We got 3 of the 4 holes into the existing foundation drilled, the stepped parts of the foundation footing cleaned up, and some boards cut for the foundation forms. We started the day buying some rebar and looking in vain for a rebar bender at Home Depot. Alas, in one of those great mysteries of life, they carry rebar, lots of tools, but no tool for bending rebar. The rebar cutting part I can take of with my handy-dandy sawzall, er...reciprocating saw. But the bending part I'd have to improvise something for, and it's not worth my time for something that may or may not work very well.
I spent part of today teaching Naun how to measure, mark and cut (with a Skilsaw, er...circular saw.). I explained about measuring in inches + fractions instead of feet + inches + fractions, marking with a 'V' so you know exactly where a measurement is, and various safety things about using a saw. He understood all of it immediately, but as with many things, the cutting part will take some practice. I told him I'd had lots of practice cutting with a skilsaw at Habitat for Humanity. But fortunately, he'd have lots of chance for practice, since there will be a lot of wood in the house.

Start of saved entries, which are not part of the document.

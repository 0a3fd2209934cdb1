#![cfg_attr(not(doctest), doc = include_str!("../README.md"))]
#![cfg_attr(docsrs, feature(doc_cfg))]

use std::fmt;

pub use k8s_openapi;
pub use kube;

pub mod claputil;
pub mod connect;
pub mod discover;
pub mod error;
pub mod list;

pub use connect::{ConnectionOptions, connect, determine_namespace};
pub use discover::{DiscoveryIndex, ResourceEntry};
pub use error::{Error, Result};

use discover::ResourceEntry as Entry;

/// A group/version pair, used to report which API groups serve an ambiguous
/// resource name.
#[derive(Debug, Clone, PartialEq, Eq, PartialOrd, Ord, serde::Serialize, serde::Deserialize)]
pub struct GroupVersion {
    pub group: String,
    pub version: String,
}

impl GroupVersion {
    pub fn new(group: impl Into<String>, version: impl Into<String>) -> Self {
        Self {
            group: group.into(),
            version: version.into(),
        }
    }
}

impl fmt::Display for GroupVersion {
    fn fmt(&self, f: &mut fmt::Formatter<'_>) -> fmt::Result {
        let group = if self.group.is_empty() {
            "core"
        } else {
            &self.group
        };
        write!(f, "{group}/{}", self.version)
    }
}

/// The canonical identity of an API resource kind.
///
/// Only produced by [`resolve`]; `group` is the empty string for the core
/// API group (rendered as `core` for display).
#[derive(Debug, Clone, PartialEq, Eq, serde::Serialize, serde::Deserialize)]
pub struct Gvr {
    pub group: String,
    pub version: String,
    pub resource: String,
}

impl Gvr {
    fn from_entry(entry: &Entry) -> Self {
        Self {
            group: entry.group.clone(),
            version: entry.version.clone(),
            resource: entry.resource.clone(),
        }
    }

    /// The `apiVersion` string this identity belongs to, e.g. `v1` or
    /// `apps/v1`.
    pub fn api_version(&self) -> String {
        if self.group.is_empty() {
            self.version.clone()
        } else {
            format!("{}/{}", self.group, self.version)
        }
    }
}

impl fmt::Display for Gvr {
    fn fmt(&self, f: &mut fmt::Formatter<'_>) -> fmt::Result {
        let group = if self.group.is_empty() {
            "core"
        } else {
            &self.group
        };
        write!(f, "{group}/{}/{}", self.version, self.resource)
    }
}

/// Resolve a free-text resource token against a discovery snapshot.
///
/// Matching runs in strict tier order: exact plural name, then short name,
/// then singular form (including the lowercased kind and the token with a
/// trailing `s`/`es` stripped). The first tier that yields candidates
/// decides; a tier with several distinct candidates fails with
/// [`Error::Ambiguous`] rather than falling through to the next tier.
///
/// Pure over its inputs: no I/O, no retries, and a deterministic result for
/// a fixed index and query. An empty or whitespace-only query resolves to
/// [`Error::NotFound`].
pub fn resolve(query: &str, index: &DiscoveryIndex) -> Result<Gvr> {
    let token = query.trim().to_lowercase();
    if token.is_empty() {
        return Err(Error::NotFound {
            query: query.to_string(),
        });
    }

    let tiers: [&dyn Fn(&Entry) -> bool; 3] = [
        &|entry| entry.matches_plural(&token),
        &|entry| entry.matches_short_name(&token),
        &|entry| entry.matches_singular(&token),
    ];

    for tier in tiers {
        match select_candidates(index, tier).as_slice() {
            [] => continue,
            [only] => return Ok(Gvr::from_entry(only)),
            candidates => {
                return Err(Error::Ambiguous {
                    query: query.to_string(),
                    candidates: candidates
                        .iter()
                        .map(|entry| GroupVersion::new(entry.group.clone(), entry.version.clone()))
                        .collect(),
                });
            }
        }
    }

    Err(Error::NotFound {
        query: query.to_string(),
    })
}

/// Collect the entries matched by one tier, deduplicated by identity and
/// sorted by (group, version) so decisions never depend on index order.
fn select_candidates<'a>(
    index: &'a DiscoveryIndex,
    matches: &dyn Fn(&Entry) -> bool,
) -> Vec<&'a Entry> {
    let mut candidates: Vec<&Entry> = index.entries().iter().filter(|e| matches(e)).collect();
    candidates.sort_by(|a, b| {
        (&a.group, &a.version, &a.resource).cmp(&(&b.group, &b.version, &b.resource))
    });
    candidates.dedup_by(|a, b| {
        a.group == b.group && a.version == b.version && a.resource == b.resource
    });
    candidates
}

The teaching process reminded me of working at Habitat, or on a Mexico mission trip, only I had the added challenge of teaching in a foreign language.

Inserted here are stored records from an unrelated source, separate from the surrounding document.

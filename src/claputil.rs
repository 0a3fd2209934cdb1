use std::ffi::OsStr;

use clap_complete::engine::{ArgValueCompleter, CompletionCandidate};
use kube::config::Kubeconfig;

pub use clap_complete::env::CompleteEnv;

/// Create an `ArgValueCompleter` that lists contexts from the active
/// kubeconfig, with the current context offered first.
pub fn context_value_completer() -> ArgValueCompleter {
    ArgValueCompleter::new(|input: &OsStr| -> Vec<CompletionCandidate> {
        let kubeconfig = match Kubeconfig::read() {
            Ok(config) => config,
            Err(_) => return Vec::new(),
        };

        let input = input.to_string_lossy();
        let input = input.trim();
        let current = kubeconfig.current_context.as_deref();

        let mut completions = Vec::new();
        for named_context in kubeconfig.contexts {
            if !named_context.name.starts_with(input) {
                continue;
            }
            let candidate = CompletionCandidate::new(named_context.name.as_str());
            if current == Some(named_context.name.as_str()) {
                completions.insert(0, candidate);
            } else {
                completions.push(candidate);
            }
        }
        completions
    })
}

But I managed, for example, to convey the importance of checking the blade guard on a skilsaw by telling him about a site worker at Habitat who'd cut himself badly by messing with it. I wasn't there, but apparently he'd wedged the blade guard up because he was doing a lot of surface cuts. He forgot about it (just once, but that's all it takes) and set down the saw while the blade was still spinning. It quickly walked back up his hand. Urgh. So check your power tools before using them, and don't disable safety features, even "for a little while".

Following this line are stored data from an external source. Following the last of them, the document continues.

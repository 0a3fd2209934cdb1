use std::{
    io::{self, BufRead, Write},
    path::PathBuf,
};

use anyhow::Context;
use clap::{CommandFactory, Parser, ValueEnum};
use kube::Client;
use tracing_subscriber::EnvFilter;

use kubewhich::{
    ConnectionOptions, DiscoveryIndex, claputil, connect, determine_namespace, list, resolve,
};

#[derive(Debug, Parser)]
#[command(
    name = "kubewhich",
    version,
    about = "List namespace workloads and resolve a resource name to its API identity"
)]
struct Cli {
    /// Resource token to resolve, e.g. "pods", "deploy" or "svc".
    /// Prompted for on stdin when omitted.
    resource: Option<String>,

    /// Path to the kubeconfig file (defaults to ~/.kube/config).
    #[arg(long, value_name = "PATH")]
    kubeconfig: Option<PathBuf>,

    /// Kubeconfig context to target.
    #[arg(long, add = claputil::context_value_completer())]
    context: Option<String>,

    /// Namespace to list workloads in (defaults to the context's namespace).
    #[arg(long, short)]
    namespace: Option<String>,

    /// Output format for the resolved identity.
    #[arg(long, short, value_enum, default_value_t = Output::Text)]
    output: Output,

    /// Enable debug logging.
    #[arg(long, short)]
    verbose: bool,
}

#[derive(Debug, Clone, Copy, PartialEq, Eq, ValueEnum)]
enum Output {
    Text,
    Json,
}

#[tokio::main]
async fn main() -> anyhow::Result<()> {
    claputil::CompleteEnv::with_factory(Cli::command).complete();
    let cli = Cli::parse();

    let default_level = if cli.verbose {
        "kubewhich=debug"
    } else {
        "kubewhich=warn"
    };
    tracing_subscriber::fmt()
        .with_env_filter(
            EnvFilter::try_from_default_env().unwrap_or_else(|_| EnvFilter::new(default_level)),
        )
        .with_writer(io::stderr)
        .init();

    // Defaults live here, not in the library: the connection descriptor
    // handed to `connect` is always explicit.
    let options = ConnectionOptions {
        kubeconfig: cli.kubeconfig.or_else(default_kubeconfig_path),
        context: cli.context,
    };
    let namespace = determine_namespace(cli.namespace, &options);

    let client = connect(&options).await?;
    print_workloads(&client, &namespace).await?;

    let query = match cli.resource {
        Some(resource) => resource,
        None => prompt_for_resource()?,
    };

    let index = DiscoveryIndex::load(&client).await?;
    let gvr = resolve(&query, &index)?;

    match cli.output {
        Output::Text => println!("{gvr}"),
        Output::Json => println!("{}", serde_json::to_string_pretty(&gvr)?),
    }

    Ok(())
}

fn default_kubeconfig_path() -> Option<PathBuf> {
    Some(dirs::home_dir()?.join(".kube").join("config"))
}

async fn print_workloads(client: &Client, namespace: &str) -> anyhow::Result<()> {
    let sections: [(&str, Vec<String>); 3] = [
        ("Pods", list::list_pods(client, namespace).await?),
        ("Deployments", list::list_deployments(client, namespace).await?),
        ("Services", list::list_services(client, namespace).await?),
    ];

    for (index, (title, names)) in sections.iter().enumerate() {
        if index > 0 {
            println!();
        }
        println!("========{title}========");
        for name in names {
            println!("{name}");
        }
    }
    println!();

    Ok(())
}

fn prompt_for_resource() -> anyhow::Result<String> {
    print!("Enter the resource to resolve: ");
    io::stdout().flush()?;

    let mut line = String::new();
    io::stdin()
        .lock()
        .read_line(&mut line)
        .context("failed to read the resource name from stdin")?;
    Ok(line.trim().to_string())
}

Construction is a great area for stuff abrogating trademarks by absorbing them. Like kleenex, xerox, and a host of others, skilsaw has come to define circular saw, sawzall to define reciprocating saw, and who knows what else. There's no putting a jake brake, er...Jacobs Brake on that process. They used to have a nasty-gram type message on their website about reporting municipalities that used the term "jake brake" instead of "engine brake". But I guess they're now comfortable enough with their masculinty, er...market position to not worry about that so much.
Today reminded me that I really should start making my own construction Spanish dictionary. I have a small one from Amor and the annual Mexico Misson Trip, but those houses are pretty simple, and leave out a lot of stuff that's normal for UBC. There are commercial ones available, but I know I only need a particular subset of most of those.
I think Naun enjoyed today, and not just because we didn't work so hard. He seemed to really enjoy learning about using different tools, and I know we both enjoyed not doing so much digging. And he clearly loved his new dictionary, and took great care with it. While we were working he referred to my dictionary, and left his new one in the car.